ASSIGNMENT -
Give the number of lines in the data that contain "bool", and nothing more.

Saved data entries -

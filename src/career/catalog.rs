use once_cell::sync::Lazy;
use serde::{Deserialize, Serialize};

#[derive(Debug, Clone, Serialize, Deserialize)]
pub struct CareerJob {
    pub id: String,
    pub name: String,
    pub skills: Vec<String>,
}

#[derive(Debug, Clone, Serialize, Deserialize)]
pub struct CareerCategory {
    pub id: String,
    pub name: String,
    pub jobs: Vec<CareerJob>,
}

#[derive(Debug, Clone, Serialize, Deserialize)]
pub struct ExperienceLevel {
    pub id: String,
    pub name: String,
    pub description: String,
}

/// A job flattened out of its category.
#[derive(Debug, Clone, PartialEq, Eq, Serialize)]
pub struct JobRef {
    pub id: String,
    pub name: String,
    pub skills: Vec<String>,
    pub category_id: String,
    pub category: String,
}

#[derive(Debug, Deserialize)]
struct CatalogData {
    categories: Vec<CareerCategory>,
    experience_levels: Vec<ExperienceLevel>,
    additional_skills: Vec<String>,
}

static CATALOG: Lazy<CatalogData> = Lazy::new(|| {
    serde_json::from_str(include_str!("../../data/careers.json"))
        .expect("bundled career catalog is valid JSON")
});

static ALL_JOBS: Lazy<Vec<JobRef>> = Lazy::new(|| {
    CATALOG
        .categories
        .iter()
        .flat_map(|category| {
            category.jobs.iter().map(move |job| JobRef {
                id: job.id.clone(),
                name: job.name.clone(),
                skills: job.skills.clone(),
                category_id: category.id.clone(),
                category: category.name.clone(),
            })
        })
        .collect()
});

pub fn categories() -> &'static [CareerCategory] {
    &CATALOG.categories
}

pub fn experience_levels() -> &'static [ExperienceLevel] {
    &CATALOG.experience_levels
}

pub fn additional_skills() -> &'static [String] {
    &CATALOG.additional_skills
}

pub fn all_jobs() -> &'static [JobRef] {
    &ALL_JOBS
}

pub fn job_by_id(job_id: &str) -> Option<&'static JobRef> {
    ALL_JOBS.iter().find(|job| job.id == job_id)
}

pub fn category_by_id(category_id: &str) -> Option<&'static CareerCategory> {
    CATALOG.categories.iter().find(|category| category.id == category_id)
}

pub fn jobs_by_category(category_id: &str) -> &'static [CareerJob] {
    category_by_id(category_id)
        .map(|category| category.jobs.as_slice())
        .unwrap_or(&[])
}

/// Jobs with a skill containing `skill`, case-insensitively.
pub fn jobs_by_skill(skill: &str) -> Vec<&'static JobRef> {
    let needle = skill.to_lowercase();
    ALL_JOBS
        .iter()
        .filter(|job| {
            job.skills
                .iter()
                .any(|job_skill| job_skill.to_lowercase().contains(&needle))
        })
        .collect()
}

#[cfg(test)]
mod tests {
    use super::*;

    #[test]
    fn test_catalog_loads() {
        assert_eq!(categories().len(), 13);
        assert_eq!(experience_levels().len(), 5);
        assert!(additional_skills().iter().any(|skill| skill == "Rust"));
        assert_eq!(
            all_jobs().len(),
            categories().iter().map(|category| category.jobs.len()).sum::<usize>()
        );
    }

    #[test]
    fn test_job_by_id_carries_category() {
        let job = job_by_id("data-scientist").unwrap();
        assert_eq!(job.name, "Data Scientist");
        assert_eq!(job.category_id, "technology");
        assert_eq!(job.category, "Technology & Engineering");
        assert!(job_by_id("wizard").is_none());
    }

    #[test]
    fn test_jobs_by_category() {
        assert_eq!(jobs_by_category("education-training").len(), 10);
        assert!(jobs_by_category("missing").is_empty());
        assert_eq!(category_by_id("creative-media").unwrap().name, "Creative & Media");
    }

    #[test]
    fn test_jobs_by_skill_is_case_insensitive_substring() {
        let jobs = jobs_by_skill("tensorflow");
        let ids: Vec<&str> = jobs.iter().map(|job| job.id.as_str()).collect();
        assert!(ids.contains(&"data-scientist"));
        assert!(ids.contains(&"ai-ml-engineer"));
        assert!(!ids.contains(&"nurse"));
    }
}
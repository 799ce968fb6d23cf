//! Recovery Worker
//!
//! Background worker that resumes batches interrupted by a crash or restart.
//! Batches parked by an iteration failure are left for an explicit resume.

use std::sync::Arc;
use std::time::Duration;
use tracing::{debug, error, info, warn};

use super::error::BatchError;
use super::orchestrator::{CancelSignal, PaymentBatchOrchestrator};
use super::types::OrchestrationOutcome;

/// Configuration for the recovery worker
#[derive(Debug, Clone)]
pub struct WorkerConfig {
    /// How often to scan for interrupted batches
    pub scan_interval: Duration,
    /// How long a checkpoint must be untouched to be considered interrupted
    pub stale_threshold: Duration,
    /// Maximum batches resumed per scan
    pub batch_size: usize,
}

impl Default for WorkerConfig {
    fn default() -> Self {
        Self {
            scan_interval: Duration::from_secs(30),
            stale_threshold: Duration::from_secs(60),
            batch_size: 100,
        }
    }
}

pub struct RecoveryWorker {
    orchestrator: Arc<PaymentBatchOrchestrator>,
    config: WorkerConfig,
    cancel: Arc<CancelSignal>,
}

impl RecoveryWorker {
    pub fn new(
        orchestrator: Arc<PaymentBatchOrchestrator>,
        config: WorkerConfig,
        cancel: Arc<CancelSignal>,
    ) -> Self {
        Self {
            orchestrator,
            config,
            cancel,
        }
    }

    /// Scan until cancelled
    pub async fn run(&self) {
        info!(
            scan_interval_secs = self.config.scan_interval.as_secs(),
            stale_threshold_secs = self.config.stale_threshold.as_secs(),
            "Starting recovery worker"
        );

        while !self.cancel.is_cancelled() {
            if let Err(e) = self.scan_and_recover().await {
                error!(error = %e, "Recovery scan failed");
            }
            tokio::select! {
                _ = tokio::time::sleep(self.config.scan_interval) => {}
                _ = self.cancel.cancelled() => {}
            }
        }

        info!("Recovery worker stopped");
    }

    /// Run a single scan; returns the number of batches driven to completion
    pub async fn scan_and_recover(&self) -> Result<usize, BatchError> {
        let stale_before = chrono::Utc::now().timestamp_millis()
            - self.config.stale_threshold.as_millis() as i64;
        let candidates = self
            .orchestrator
            .store()
            .list_unfinished(stale_before, self.config.batch_size)
            .await?;

        if candidates.is_empty() {
            debug!("No interrupted batches found");
            return Ok(0);
        }

        info!(count = candidates.len(), "Found interrupted batches to resume");

        let mut recovered = 0;
        for checkpoint in candidates {
            if self.cancel.is_cancelled() {
                break;
            }
            let request_id = checkpoint.request_id;
            if self.orchestrator.is_running(request_id) {
                debug!(request_id = %request_id, "Batch already running, skipped");
                continue;
            }

            debug!(
                request_id = %request_id,
                completed = checkpoint.completed_iterations,
                total = checkpoint.request.iteration_count,
                in_flight = checkpoint.in_flight.is_some(),
                "Resuming batch"
            );

            match self.orchestrator.run(request_id, &self.cancel).await {
                Ok(OrchestrationOutcome::Completed(result)) => {
                    info!(
                        request_id = %request_id,
                        tx_id = %result.transaction_id,
                        "Recovered batch completed"
                    );
                    recovered += 1;
                }
                Ok(OrchestrationOutcome::Failed { iteration, cause }) => {
                    warn!(
                        request_id = %request_id,
                        iteration,
                        error = %cause,
                        "Recovered batch failed"
                    );
                }
                Err(BatchError::AlreadyRunning(_)) => {}
                Err(e) => {
                    error!(request_id = %request_id, error = %e, "Failed to resume batch");
                }
            }
        }

        if recovered > 0 {
            info!(count = recovered, "Recovered batches this scan");
        }

        Ok(recovered)
    }
}
impl PaymentBatchOrchestrator {
    pub fn new(
        store: Arc<dyn CheckpointStore>,
        executor: Arc<dyn PaymentExecutor>,
        identity: Arc<dyn IdentityService>,
    ) -> Self {
        Self {
            store,
            executor,
            identity,
            progress: Arc::new(NoopProgress),
            retry: CheckpointRetryPolicy::default(),
            active: DashMap::new(),
        }
    }

    pub fn with_progress(mut self, progress: Arc<dyn ProgressPublisher>) -> Self {
        self.progress = progress;
        self
    }

    pub fn with_retry_policy(mut self, retry: CheckpointRetryPolicy) -> Self {
        self.retry = retry;
        self
    }

    pub fn store(&self) -> &Arc<dyn CheckpointStore> {
        &self.store
    }

    pub fn is_running(&self, request_id: BatchRequestId) -> bool {
        self.active.contains_key(&request_id)
    }

    pub fn running_count(&self) -> usize {
        self.active.len()
    }

    /// Reject requests that cannot run on this network
    pub async fn validate(&self, request: &BatchRequest) -> Result<(), BatchError> {
        if request.iteration_count == 0 {
            return Err(BatchError::InvalidIterationCount);
        }
        if request.recipient.anonymous
            || self
                .identity
                .well_known_party(&request.recipient.name)
                .await
                .is_none()
        {
            return Err(BatchError::UnknownParty(request.recipient.to_string()));
        }
        if self
            .identity
            .well_known_party(&request.notary.name)
            .await
            .is_none()
        {
            return Err(BatchError::UnknownParty(request.notary.to_string()));
        }
        if !self.identity.is_notary(&request.notary).await {
            return Err(BatchError::NotANotary(request.notary.to_string()));
        }
        Ok(())
    }

    /// Validate and persist a new batch without running it
    pub async fn submit(&self, request: BatchRequest) -> Result<BatchRequestId, BatchError> {
        self.validate(&request).await?;
        let request_id = BatchRequestId::new();
        self.store.initialize(request_id, &request).await?;
        info!(
            request_id = %request_id,
            iterations = request.iteration_count,
            amount = %request.amount,
            recipient = %request.recipient,
            "Batch submitted"
        );
        Ok(request_id)
    }

    /// Submit and run a new batch to its outcome
    pub async fn execute(
        &self,
        request: BatchRequest,
        cancel: &CancelSignal,
    ) -> Result<(BatchRequestId, OrchestrationOutcome), BatchError> {
        self.validate(&request).await?;
        let request_id = BatchRequestId::new();
        let lease = RunLease::acquire(&self.active, request_id)?;
        self.store.initialize(request_id, &request).await?;
        info!(
            request_id = %request_id,
            iterations = request.iteration_count,
            amount = %request.amount,
            recipient = %request.recipient,
            "Batch submitted"
        );
        let outcome = self.drive(&lease, request_id, cancel).await?;
        Ok((request_id, outcome))
    }

    /// Run (or resume) a persisted batch to its outcome
    pub async fn run(
        &self,
        request_id: BatchRequestId,
        cancel: &CancelSignal,
    ) -> Result<OrchestrationOutcome, BatchError> {
        let lease = RunLease::acquire(&self.active, request_id)?;
        self.drive(&lease, request_id, cancel).await
    }

    /// Run a persisted batch on the tokio runtime
    pub fn spawn_run(
        self: &Arc<Self>,
        request_id: BatchRequestId,
        cancel: Arc<CancelSignal>,
    ) -> JoinHandle<Result<OrchestrationOutcome, BatchError>> {
        let this = Arc::clone(self);
        tokio::spawn(async move { this.run(request_id, &cancel).await })
    }

    pub async fn state(&self, request_id: BatchRequestId) -> Result<BatchState, BatchError> {
        if let Some(state) = self.active.get(&request_id) {
            return Ok(*state);
        }
        Ok(settled_state(&self.checkpoint(request_id).await?))
    }

    pub async fn checkpoint(
        &self,
        request_id: BatchRequestId,
    ) -> Result<OrchestrationCheckpoint, BatchError> {
        self.store
            .load(request_id)
            .await?
            .ok_or_else(|| BatchError::NotFound(request_id.to_string()))
    }

    async fn drive(
        &self,
        lease: &RunLease<'_>,
        request_id: BatchRequestId,
        cancel: &CancelSignal,
    ) -> Result<OrchestrationOutcome, BatchError> {
        let mut checkpoint = self.checkpoint(request_id).await?;
        checkpoint.verify()?;

        if let Some(in_flight) = checkpoint.in_flight.clone() {
            checkpoint = self.reconcile_in_flight(&checkpoint, &in_flight).await?;
        }

        let OrchestrationCheckpoint {
            request,
            completed_iterations,
            last_result,
            archived,
            ..
        } = checkpoint;
        let total = request.iteration_count;

        if completed_iterations >= total {
            let result = last_result.ok_or_else(|| {
                BatchError::CheckpointInconsistency(format!(
                    "batch {} complete without a result",
                    request_id
                ))
            })?;
            if !archived {
                self.archive(request_id, total).await;
            }
            lease.set(BatchState::Completed);
            info!(request_id = %request_id, iterations = total, "Batch already complete");
            return Ok(OrchestrationOutcome::Completed(result));
        }

        lease.set(BatchState::Running);
        info!(
            request_id = %request_id,
            completed = completed_iterations,
            total,
            store = self.store.name(),
            "Batch running"
        );

        let mut completed = completed_iterations;
        let mut last = last_result;
        while completed < total {
            if cancel.is_cancelled() {
                lease.set(BatchState::Pending);
                warn!(request_id = %request_id, completed, total, "Batch cancelled");
                return Err(BatchError::Cancelled {
                    request_id: request_id.to_string(),
                    completed,
                });
            }

            let iteration = completed + 1;
            self.progress.publish(request_id, Phase::Paying);
            let ctx = request.iteration_context(request_id, iteration);

            self.with_write_retry(request_id, iteration, "begin_iteration", || {
                self.store
                    .begin_iteration(request_id, iteration, &ctx.issue_ref)
            })
            .await
            .map_err(|(_, e)| BatchError::from(e))?;

            match self.executor.execute(&ctx).await {
                Ok(result) => {
                    completed = self.record_success(request_id, completed, &result).await?;
                    debug!(
                        request_id = %request_id,
                        iteration,
                        tx_id = %result.transaction_id,
                        "Iteration recorded"
                    );
                    last = Some(result);
                }
                Err(cause) => {
                    error!(
                        request_id = %request_id,
                        iteration,
                        code = cause.code(),
                        explicit = cause.is_explicit_fail(),
                        error = %cause,
                        "Iteration failed, batch stopped"
                    );
                    self.record_failure(request_id, iteration, &cause).await;
                    lease.set(BatchState::Failed);
                    return Ok(OrchestrationOutcome::Failed { iteration, cause });
                }
            }
        }

        let result = last.ok_or_else(|| {
            BatchError::CheckpointInconsistency(format!("batch {} finished without a result", request_id))
        })?;
        self.archive(request_id, total).await;
        lease.set(BatchState::Completed);
        info!(
            request_id = %request_id,
            iterations = total,
            tx_id = %result.transaction_id,
            "Batch completed"
        );
        Ok(OrchestrationOutcome::Completed(result))
    }

    /// Settle an iteration interrupted between begin and record
    async fn reconcile_in_flight(
        &self,
        checkpoint: &OrchestrationCheckpoint,
        in_flight: &InFlightIteration,
    ) -> Result<OrchestrationCheckpoint, BatchError> {
        let request_id = checkpoint.request_id;
        let iteration = in_flight.iteration;
        let ctx = checkpoint.request.iteration_context(request_id, iteration);
        warn!(
            request_id = %request_id,
            iteration,
            issue_ref = %in_flight.issue_ref,
            "In-flight iteration found, reconciling with ledger"
        );

        match self.executor.reconcile(&ctx).await {
            Ok(Some(result)) => {
                info!(
                    request_id = %request_id,
                    iteration,
                    tx_id = %result.transaction_id,
                    "In-flight iteration was finalized, recording without re-execution"
                );
                self.record_success(request_id, checkpoint.completed_iterations, &result)
                    .await?;
            }
            Ok(None) => {
                info!(
                    request_id = %request_id,
                    iteration,
                    "In-flight iteration not on ledger, will execute"
                );
                self.with_write_retry(request_id, iteration, "clear_in_flight", || {
                    self.store.clear_in_flight(request_id, iteration)
                })
                .await
                .map_err(|(_, e)| BatchError::from(e))?;
            }
            Err(cause) => {
                error!(
                    request_id = %request_id,
                    iteration,
                    error = %cause,
                    "Cannot determine in-flight iteration outcome"
                );
                return Err(BatchError::InDoubt { iteration, cause });
            }
        }

        let checkpoint = self.checkpoint(request_id).await?;
        checkpoint.verify()?;
        Ok(checkpoint)
    }

    /// Move the checkpoint from `expected` to `expected + 1`
    ///
    /// The iteration is already final on the ledger: only the write is retried.
    async fn record_success(
        &self,
        request_id: BatchRequestId,
        expected: u32,
        result: &IterationResult,
    ) -> Result<u32, BatchError> {
        let iteration = result.iteration;
        let written = self
            .with_write_retry(request_id, iteration, "advance", || {
                self.store.advance(request_id, expected, result)
            })
            .await;

        match written {
            Ok(completed) if completed == expected + 1 => Ok(completed),
            Ok(completed) => Err(BatchError::CheckpointInconsistency(format!(
                "advance of {} from {} reported {}",
                request_id, expected, completed
            ))),
            Err((_, CheckpointError::Conflict { actual, .. })) => {
                // A previous attempt may have landed with its acknowledgement lost
                if self.advance_landed(request_id, expected, result).await? {
                    debug!(request_id = %request_id, iteration, "Checkpoint advance already applied");
                    Ok(expected + 1)
                } else {
                    error!(
                        request_id = %request_id,
                        iteration,
                        expected,
                        actual,
                        "Checkpoint moved by another writer"
                    );
                    Err(BatchError::CheckpointInconsistency(format!(
                        "{} moved from {} to {} during iteration {}",
                        request_id, expected, actual, iteration
                    )))
                }
            }
            Err((attempts, source)) if source.is_transient() => {
                error!(
                    request_id = %request_id,
                    iteration,
                    tx_id = %result.transaction_id,
                    attempts,
                    error = %source,
                    "CRITICAL: iteration final on ledger but checkpoint write failed"
                );
                Err(BatchError::CheckpointWrite {
                    iteration,
                    attempts,
                    source,
                })
            }
            Err((_, source)) => Err(source.into()),
        }
    }

    async fn advance_landed(
        &self,
        request_id: BatchRequestId,
        expected: u32,
        result: &IterationResult,
    ) -> Result<bool, BatchError> {
        let current = self.checkpoint(request_id).await?;
        Ok(current.completed_iterations == expected + 1
            && current.last_result.as_ref() == Some(result))
    }

    async fn record_failure(&self, request_id: BatchRequestId, iteration: u32, cause: &ExecutorError) {
        let failure = FailureRecord::from_error(iteration, cause);
        if let Err((attempts, e)) = self
            .with_write_retry(request_id, iteration, "fail_iteration", || {
                self.store.fail_iteration(request_id, &failure)
            })
            .await
        {
            warn!(
                request_id = %request_id,
                iteration,
                attempts,
                error = %e,
                "Failure not recorded, batch stays eligible for recovery"
            );
        }
    }

    async fn archive(&self, request_id: BatchRequestId, iterations: u32) {
        if let Err((attempts, e)) = self
            .with_write_retry(request_id, iterations, "archive", || {
                self.store.archive(request_id)
            })
            .await
        {
            warn!(request_id = %request_id, attempts, error = %e, "Archive failed");
        }
    }

    /// Run a checkpoint write, retrying transient failures with backoff
    ///
    /// Returns the attempts made alongside the final error.
    async fn with_write_retry<T, F, Fut>(
        &self,
        request_id: BatchRequestId,
        iteration: u32,
        op: &'static str,
        mut write: F,
    ) -> Result<T, (u32, CheckpointError)>
    where
        F: FnMut() -> Fut,
        Fut: Future<Output = Result<T, CheckpointError>>,
    {
        let mut attempt = 1;
        loop {
            match write().await {
                Ok(value) => return Ok(value),
                Err(e) if e.is_transient() && attempt < self.retry.max_attempts => {
                    let delay = self.retry.backoff(attempt);
                    warn!(
                        request_id = %request_id,
                        iteration,
                        op,
                        attempt,
                        delay_ms = delay.as_millis() as u64,
                        error = %e,
                        "Checkpoint write failed, retrying"
                    );
                    tokio::time::sleep(delay).await;
                    attempt += 1;
                }
                Err(e) => return Err((attempt, e)),
            }
        }
    }
}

ANSWER SECTION -
2